Since the program’s inception last year, the Westin has been home to a pair of adorable puppies, a Chihuahua mix named Taco, and a variety of abandoned, abused and neglected dogs of varying age, breed and size from Ottawa Dog Rescue.
Small and medium sized dogs tend to do best in the hotel environment. General manager, Ross Meredith prides himself on the fact that none of the Westin Wags pups have ever snapped at a guest or fought with one another. He does admit that the two puppy siblings were a bit of a cleaning nightmare during their potty training days. Meredith quipped:”Let’s just say, after the two puppies were adopted, we did some carpet cleaning.”

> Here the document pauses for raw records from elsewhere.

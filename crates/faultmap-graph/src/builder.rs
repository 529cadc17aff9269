//! Single-pass construction of the call graph registry.

use std::collections::HashMap;

use tracing::{debug, info, warn};

use crate::classify::ErrorSiteClassifier;
use crate::entry::HandlerDescriptor;
use crate::error::GraphError;
use crate::graph::CallGraph;
use crate::node::{CallNode, NodeId};
use crate::provider::EdgeProvider;

/// Counters describing one build.
#[derive(Debug, Clone, Copy, Default, PartialEq, Eq)]
pub struct BuildStats {
    /// Edges accepted into the registry, re-deliveries included.
    pub ingested_edges: usize,
    /// Edges rejected because a symbol could not be normalised.
    pub rejected_edges: usize,
    /// Error construction sites recognised by the classifier.
    pub error_sites: usize,
}

/// Builds a [`CallGraph`] from a stream of raw edges.
///
/// Nodes are created lazily the first time a symbol appears on either end of
/// an edge. Errors are attributed to the caller of a constructor, handlers to
/// the callee matching a descriptor.
#[derive(Debug)]
pub struct GraphBuilder<C> {
    classifier: C,
    handler_index: HashMap<NodeId, Vec<HandlerDescriptor>>,
    nodes: HashMap<NodeId, CallNode>,
    handler_order: Vec<NodeId>,
    stats: BuildStats,
}

impl<C: ErrorSiteClassifier> GraphBuilder<C> {
    /// Creates a builder matching callees against `handlers`.
    ///
    /// Descriptors whose names cannot be normalised are skipped with a
    /// warning and will never be matched.
    #[must_use]
    pub fn new(classifier: C, handlers: &[HandlerDescriptor]) -> Self {
        let mut handler_index: HashMap<NodeId, Vec<HandlerDescriptor>> = HashMap::new();
        for descriptor in handlers {
            match descriptor.node_id() {
                Ok(id) => handler_index
                    .entry(id)
                    .or_default()
                    .push(descriptor.clone()),
                Err(error) => warn!(
                    handler = %descriptor.name,
                    path = %descriptor.path,
                    %error,
                    "handler name cannot be matched against the call graph"
                ),
            }
        }
        Self {
            classifier,
            handler_index,
            nodes: HashMap::new(),
            handler_order: Vec::new(),
            stats: BuildStats::default(),
        }
    }

    /// Ingests one caller→callee edge.
    ///
    /// # Errors
    /// Returns [`GraphError::AmbiguousSymbol`] when either symbol cannot be
    /// normalised. The registry is left untouched in that case.
    pub fn ingest_edge(&mut self, caller_raw: &str, callee_raw: &str) -> Result<(), GraphError> {
        let caller_id = crate::normalise_symbol(caller_raw)?;
        let callee_id = crate::normalise_symbol(callee_raw)?;
        self.stats.ingested_edges += 1;

        let callee = node_entry(&mut self.nodes, &callee_id);
        if let Some(descriptors) = self.handler_index.get(&callee_id)
            && callee.mark_handler(descriptors)
        {
            debug!(handler = %callee_id, routes = descriptors.len(), "handler found");
            self.handler_order.push(callee_id.clone());
        }

        let caller = node_entry(&mut self.nodes, &caller_id);
        if let Some(name) = self.classifier.classify(callee_raw) {
            debug!(caller = %caller_id, error = name, "error site found");
            caller.record_error(name);
            self.stats.error_sites += 1;
        }
        caller.add_callee(callee_id);
        Ok(())
    }

    /// Ingests every edge produced by `provider`.
    ///
    /// Edges with ambiguous symbols are rejected with a warning and counted
    /// in [`BuildStats::rejected_edges`]; ingestion continues.
    ///
    /// # Errors
    /// Propagates provider failures, which are fatal.
    pub fn ingest_from<P: EdgeProvider + ?Sized>(
        &mut self,
        provider: &mut P,
    ) -> Result<(), GraphError> {
        provider.visit_edges(&mut |caller, callee| {
            if let Err(error) = self.ingest_edge(caller, callee) {
                warn!(caller, callee, %error, "rejected call graph edge");
                self.stats.rejected_edges += 1;
            }
        })
    }

    /// Returns the counters accumulated so far.
    #[must_use]
    pub const fn stats(&self) -> BuildStats {
        self.stats
    }

    /// Freezes the registry into an immutable [`CallGraph`].
    #[must_use]
    pub fn finish(self) -> CallGraph {
        let graph = CallGraph::from_parts(self.nodes, self.handler_order);
        info!(
            nodes = graph.node_count(),
            edges = graph.edge_count(),
            handlers = graph.handler_count(),
            rejected_edges = self.stats.rejected_edges,
            error_sites = self.stats.error_sites,
            "call graph built"
        );
        graph
    }
}

fn node_entry<'n>(nodes: &'n mut HashMap<NodeId, CallNode>, id: &NodeId) -> &'n mut CallNode {
    nodes
        .entry(id.clone())
        .or_insert_with(|| CallNode::new(id.clone()))
}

The dogs spend an average of 2 to 3 weeks at the Westin before being adopted. Westin executive assistant, Elia Villamayor says it’s bittersweet to see the dogs go, on one hand they are off to live a life filled with love that all dogs deserve; but on the other, the staff mourn their furry friends’ absence. Until the next one arrives, of course!
Ross Meredith hopes that other Ottawa businesses will follow the Westin’s lead and open their doors to pups in need. He also believes that the presence of the dogs is a valuable asset to weary guests and stressed business people. What better way to unwind from a busy day of travel than a snuggle session or a bit of exercise with a friendly, adoptable pooch?